Assignment
Every line of the entries with the word "NULL" in it should be shown.

[Stored data]

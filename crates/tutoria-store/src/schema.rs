/// SQL DDL for the session database.
/// The full record is stored as JSON; indexed columns mirror the fields
/// looked up without decoding it.
pub const SCHEMA_VERSION: u32 = 1;

pub const CREATE_TABLES: &str = r#"
CREATE TABLE IF NOT EXISTS sessions (
    code TEXT PRIMARY KEY,
    owner_identity TEXT NOT NULL,
    is_vm_running INTEGER NOT NULL DEFAULT 0,
    record TEXT NOT NULL,
    created_at TEXT NOT NULL,
    updated_at TEXT NOT NULL
);

CREATE INDEX IF NOT EXISTS idx_sessions_running ON sessions(is_vm_running);

CREATE TABLE IF NOT EXISTS schema_version (
    version INTEGER NOT NULL
);
"#;

pub const PRAGMAS: &str = r#"
PRAGMA journal_mode = WAL;
PRAGMA foreign_keys = ON;
PRAGMA busy_timeout = 5000;
PRAGMA synchronous = NORMAL;
"#;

Output for this task
    owner_identity TEXT NOT NULL,
    is_vm_running INTEGER NOT NULL DEFAULT 0,
    record TEXT NOT NULL,
    created_at TEXT NOT NULL,
    updated_at TEXT NOT NULL
    version INTEGER NOT NULL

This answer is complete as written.